Spread vegan compost between your kale plants every six weeks to two months through the growing season. It will also feed the soil and improve its structure.

Mulch and the compost feed the soil and improve its structure as they decompose. And they do it without an ounce of chemical fertilizer or a single turn of the spade – the advantages of veganic no-till gardening!

Harvesting Your Kale

Start harvesting your kale’s outer leaves when the plants are about 10 inches high. To take an entire plant, cut the stalk between 2 and 3 inches above the soil line. New leaves will show up in a couple of weeks, just as they would if pests had eaten the old ones!

Freshly harvested kale makes a tantalizing addition to pastas, soups, salads and green drinks.

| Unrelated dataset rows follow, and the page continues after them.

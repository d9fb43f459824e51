//! Axis-aligned spatial bounds.
//!
//! Bounds travel on the wire as a flat JSON array, either
//! `[xmin, ymin, zmin, xmax, ymax, zmax]` or the two-dimensional form
//! `[xmin, ymin, xmax, ymax]`, which is accepted on input and inflated to
//! cover the full vertical extent.

use serde::de::{self, Deserializer, SeqAccess, Visitor};
use serde::ser::{SerializeSeq, Serializer};
use serde::{Deserialize, Serialize};

use crate::schema::{Offset, Scale};

/// An axis-aligned box in native coordinate space.
#[derive(Debug, Clone, Copy, PartialEq)]
pub struct Bounds {
    min: [f64; 3],
    max: [f64; 3],
}

impl Bounds {
    pub fn new(min: [f64; 3], max: [f64; 3]) -> Self {
        Self { min, max }
    }

    pub fn min(&self) -> [f64; 3] {
        self.min
    }

    pub fn max(&self) -> [f64; 3] {
        self.max
    }

    /// Center point, used to split into child octants.
    pub fn mid(&self) -> [f64; 3] {
        [
            (self.min[0] + self.max[0]) / 2.0,
            (self.min[1] + self.max[1]) / 2.0,
            (self.min[2] + self.max[2]) / 2.0,
        ]
    }

    pub fn valid(&self) -> bool {
        (0..3).all(|i| self.min[i] <= self.max[i])
    }

    /// Inclusive containment on every axis.
    pub fn contains(&self, point: [f64; 3]) -> bool {
        (0..3).all(|i| point[i] >= self.min[i] && point[i] <= self.max[i])
    }

    pub fn overlaps(&self, other: &Bounds) -> bool {
        (0..3).all(|i| self.min[i] <= other.max[i] && self.max[i] >= other.min[i])
    }

    /// The child box selected by `index`.
    ///
    /// Bit 0 selects the high-x half, bit 1 the high-y half, and, when
    /// `vertical` is set, bit 2 the high-z half. Without `vertical` the
    /// child spans the full z extent.
    pub fn split(&self, index: usize, vertical: bool) -> Bounds {
        let mid = self.mid();
        let mut min = self.min;
        let mut max = self.max;

        if index & 1 != 0 {
            min[0] = mid[0];
        } else {
            max[0] = mid[0];
        }
        if index & 2 != 0 {
            min[1] = mid[1];
        } else {
            max[1] = mid[1];
        }
        if vertical {
            if index & 4 != 0 {
                min[2] = mid[2];
            } else {
                max[2] = mid[2];
            }
        }

        Bounds { min, max }
    }

    /// The child index a point falls into, complementary to [`split`].
    ///
    /// [`split`]: Bounds::split
    pub fn child_index(&self, point: [f64; 3], vertical: bool) -> usize {
        let mid = self.mid();
        let mut index = 0;
        if point[0] >= mid[0] {
            index |= 1;
        }
        if point[1] >= mid[1] {
            index |= 2;
        }
        if vertical && point[2] >= mid[2] {
            index |= 4;
        }
        index
    }

    /// Transform scaled/offset coordinates back to native units.
    pub fn unscale(&self, scale: Option<&Scale>, offset: Option<&Offset>) -> Bounds {
        let s = scale.map_or([1.0; 3], |s| s.0);
        let o = offset.map_or([0.0; 3], |o| o.0);
        Bounds {
            min: [
                self.min[0] * s[0] + o[0],
                self.min[1] * s[1] + o[1],
                self.min[2] * s[2] + o[2],
            ],
            max: [
                self.max[0] * s[0] + o[0],
                self.max[1] * s[1] + o[1],
                self.max[2] * s[2] + o[2],
            ],
        }
    }

    /// Direction key for a child index, entwine-style: `sw`, `neu`, ...
    pub fn direction_token(index: usize, vertical: bool) -> &'static str {
        const FLAT: [&str; 4] = ["sw", "se", "nw", "ne"];
        const FULL: [&str; 8] = ["swd", "sed", "nwd", "ned", "swu", "seu", "nwu", "neu"];
        if vertical { FULL[index] } else { FLAT[index] }
    }
}

impl Serialize for Bounds {
    fn serialize<S: Serializer>(&self, serializer: S) -> Result<S::Ok, S::Error> {
        let mut seq = serializer.serialize_seq(Some(6))?;
        for v in self.min.iter().chain(self.max.iter()) {
            seq.serialize_element(v)?;
        }
        seq.end()
    }
}

impl<'de> Deserialize<'de> for Bounds {
    fn deserialize<D: Deserializer<'de>>(deserializer: D) -> Result<Self, D::Error> {
        struct BoundsVisitor;

        impl<'de> Visitor<'de> for BoundsVisitor {
            type Value = Bounds;

            fn expecting(&self, f: &mut std::fmt::Formatter<'_>) -> std::fmt::Result {
                f.write_str("an array of 4 or 6 numbers")
            }

            fn visit_seq<A: SeqAccess<'de>>(self, mut seq: A) -> Result<Bounds, A::Error> {
                let mut values = Vec::with_capacity(6);
                while let Some(v) = seq.next_element::<f64>()? {
                    if values.len() == 6 {
                        return Err(de::Error::invalid_length(7, &self));
                    }
                    values.push(v);
                }

                match values.len() {
                    6 => Ok(Bounds::new(
                        [values[0], values[1], values[2]],
                        [values[3], values[4], values[5]],
                    )),
                    // 2D form: span the full vertical extent.
                    4 => Ok(Bounds::new(
                        [values[0], values[1], f64::MIN],
                        [values[2], values[3], f64::MAX],
                    )),
                    n => Err(de::Error::invalid_length(n, &self)),
                }
            }
        }

        deserializer.deserialize_seq(BoundsVisitor)
    }
}
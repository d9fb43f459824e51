//! Bounded pool of reusable byte buffers.
//!
//! Response bodies for `/read` are produced into pooled buffers so that the
//! memory held by in-flight streams is capped at `count * capacity` no
//! matter how many clients are connected. Producers block in [`acquire`]
//! when the pool is exhausted; they run on blocking worker tasks, so the
//! wait never stalls the async executor.
//!
//! [`acquire`]: BufferPool::acquire

use std::ops::{Deref, DerefMut};
use std::sync::{Arc, Condvar, Mutex, MutexGuard};

/// Capacity a pooled buffer is trimmed back to when released.
pub const DEFAULT_BUFFER_CAPACITY: usize = 512 * 1024;

struct State {
    free: Vec<Vec<u8>>,
    outstanding: usize,
}

/// Fixed-size pool of byte buffers.
pub struct BufferPool {
    state: Mutex<State>,
    available: Condvar,
    count: usize,
}

impl BufferPool {
    pub fn new(count: usize) -> Arc<BufferPool> {
        let count = count.max(1);
        Arc::new(BufferPool {
            state: Mutex::new(State {
                free: (0..count).map(|_| Vec::new()).collect(),
                outstanding: 0,
            }),
            available: Condvar::new(),
            count,
        })
    }

    /// Take a buffer, blocking until one is free.
    pub fn acquire(self: &Arc<Self>) -> PooledBuffer {
        let mut state = self.lock();
        while state.free.is_empty() {
            state = self
                .available
                .wait(state)
                .unwrap_or_else(std::sync::PoisonError::into_inner);
        }
        let mut buf = state.free.pop().unwrap_or_default();
        buf.clear();
        state.outstanding += 1;
        drop(state);

        PooledBuffer {
            pool: Arc::clone(self),
            buf: Some(buf),
        }
    }

    /// Buffers currently handed out.
    pub fn outstanding(&self) -> usize {
        self.lock().outstanding
    }

    pub fn count(&self) -> usize {
        self.count
    }

    fn lock(&self) -> MutexGuard<'_, State> {
        self.state
            .lock()
            .unwrap_or_else(std::sync::PoisonError::into_inner)
    }

    fn release(&self, mut buf: Vec<u8>) {
        buf.clear();
        if buf.capacity() > DEFAULT_BUFFER_CAPACITY {
            buf.shrink_to(DEFAULT_BUFFER_CAPACITY);
        }
        let mut state = self.lock();
        state.free.push(buf);
        state.outstanding -= 1;
        drop(state);
        self.available.notify_one();
    }
}

/// RAII handle to a pooled buffer; returns its storage on drop.
pub struct PooledBuffer {
    pool: Arc<BufferPool>,
    buf: Option<Vec<u8>>,
}

impl Deref for PooledBuffer {
    type Target = Vec<u8>;

    fn deref(&self) -> &Vec<u8> {
        self.buf.as_ref().unwrap_or(&EMPTY)
    }
}

impl DerefMut for PooledBuffer {
    fn deref_mut(&mut self) -> &mut Vec<u8> {
        self.buf.get_or_insert_with(Vec::new)
    }
}

static EMPTY: Vec<u8> = Vec::new();

impl Drop for PooledBuffer {
    fn drop(&mut self) {
        if let Some(buf) = self.buf.take() {
            self.pool.release(buf);
        }
    }
}
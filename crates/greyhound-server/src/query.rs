//! One in-progress `/read` query.
//!
//! Wraps a [`PointQuery`] and produces successive bounded chunks of the
//! response body, optionally piping the point stream through a zlib
//! compressor. Once the source drains (and the compressor, if any, has been
//! finished) the 4-byte little-endian point count is appended and the query
//! becomes terminal.

use std::io::Write;

use flate2::write::ZlibEncoder;
use flate2::Compression;

use greyhound_core::PointQuery;

use crate::error::HttpError;

pub struct ReadQuery {
    source: Box<dyn PointQuery>,
    compressor: Option<ZlibEncoder<Vec<u8>>>,
    scratch: Vec<u8>,
    done: bool,
}

impl ReadQuery {
    pub fn new(source: Box<dyn PointQuery>, compress: bool) -> ReadQuery {
        ReadQuery {
            source,
            compressor: compress
                .then(|| ZlibEncoder::new(Vec::new(), Compression::default())),
            scratch: Vec::new(),
            done: false,
        }
    }

    /// Append up to one chunk of output to `buf`.
    ///
    /// Must not be called again once [`done`](ReadQuery::done) is true.
    pub fn read(&mut self, buf: &mut Vec<u8>) -> Result<(), HttpError> {
        if self.done {
            return Err(HttpError::Internal("read called after done".to_string()));
        }

        let drained = match self.compressor.as_mut() {
            None => self.source.read_some(buf)?,
            Some(encoder) => {
                self.scratch.clear();
                let drained = self.source.read_some(&mut self.scratch)?;
                encoder
                    .write_all(&self.scratch)
                    .map_err(|e| HttpError::Internal(format!("compression failed: {e}")))?;

                if drained {
                    let encoder = self
                        .compressor
                        .take()
                        .unwrap_or_else(|| ZlibEncoder::new(Vec::new(), Compression::default()));
                    let out = encoder
                        .finish()
                        .map_err(|e| HttpError::Internal(format!("compression failed: {e}")))?;
                    buf.extend_from_slice(&out);
                } else {
                    // Drain whatever the encoder has emitted so far.
                    let inner = encoder.get_mut();
                    buf.extend_from_slice(inner);
                    inner.clear();
                }
                drained
            }
        };

        if drained {
            let points = self.source.num_points() as u32;
            buf.extend_from_slice(&points.to_le_bytes());
            self.done = true;
        }
        Ok(())
    }

    /// True after `read` has produced the terminal chunk.
    pub fn done(&self) -> bool {
        self.done
    }

    /// Points emitted so far; the total once done.
    pub fn num_points(&self) -> u64 {
        self.source.num_points()
    }
}

#[cfg(test)]
mod tests {
    use super::*;
    use flate2::read::ZlibDecoder;
    use greyhound_core::QueryError;
    use std::io::Read;

    /// Emits `total` bytes of rolling data in fixed batches.
    struct Counter {
        total: usize,
        emitted: usize,
        batch: usize,
    }

    impl PointQuery for Counter {
        fn read_some(&mut self, buf: &mut Vec<u8>) -> Result<bool, QueryError> {
            let n = self.batch.min(self.total - self.emitted);
            buf.extend((0..n).map(|i| (self.emitted + i) as u8));
            self.emitted += n;
            Ok(self.emitted == self.total)
        }

        fn num_points(&self) -> u64 {
            self.emitted as u64
        }
    }

    fn counter(total: usize, batch: usize) -> Box<Counter> {
        Box::new(Counter { total, emitted: 0, batch })
    }

    fn drain(query: &mut ReadQuery) -> Vec<u8> {
        let mut out = Vec::new();
        while !query.done() {
            query.read(&mut out).unwrap();
        }
        out
    }

    #[test]
    fn test_trailer_carries_point_count() {
        let mut query = ReadQuery::new(counter(100, 40), false);
        let body = drain(&mut query);

        assert_eq!(body.len(), 104);
        let trailer = u32::from_le_bytes(body[100..].try_into().unwrap());
        assert_eq!(trailer, 100);
        assert_eq!(query.num_points(), 100);
    }

    #[test]
    fn test_read_after_done_is_an_error() {
        let mut query = ReadQuery::new(counter(10, 10), false);
        let mut buf = Vec::new();
        query.read(&mut buf).unwrap();
        assert!(query.done());
        assert!(matches!(
            query.read(&mut buf),
            Err(HttpError::Internal(_))
        ));
    }

    #[test]
    fn test_empty_source_still_gets_trailer() {
        let mut query = ReadQuery::new(counter(0, 16), false);
        let body = drain(&mut query);
        assert_eq!(body, 0u32.to_le_bytes());
    }

    #[test]
    fn test_compressed_stream_round_trips() {
        let mut plain = ReadQuery::new(counter(5000, 512), false);
        let expected = drain(&mut plain);

        let mut compressed = ReadQuery::new(counter(5000, 512), true);
        let body = drain(&mut compressed);

        // The count trails the compressed stream uncompressed.
        let (stream, trailer) = body.split_at(body.len() - 4);
        assert_eq!(u32::from_le_bytes(trailer.try_into().unwrap()), 5000);

        let mut decoded = Vec::new();
        ZlibDecoder::new(stream).read_to_end(&mut decoded).unwrap();
        assert_eq!(decoded, expected[..expected.len() - 4]);
    }

    #[test]
    fn test_compression_emits_incrementally() {
        // Large incompressible-ish batches force intermediate emission.
        let mut query = ReadQuery::new(counter(200_000, 64 * 1024), true);
        let mut sizes = Vec::new();
        let mut body = Vec::new();
        while !query.done() {
            let before = body.len();
            query.read(&mut body).unwrap();
            sizes.push(body.len() - before);
        }
        assert!(sizes.len() > 1);
        assert!(body.len() > 4);
    }
}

Pick the leaves early in the day for maximum flavor. Rinse and eat or refrigerate them as soon as possible. If you store them loosely in plastic bags, they’ll keep in the fridge for up to a week.

Tip: If you’re lucky enough to have more leaves than you can harvest right away, remove and compost the ones you can’t use.

Otherwise, they could attract pests, and they’ll use up energy the plants could be directing t producing tender baby leaves!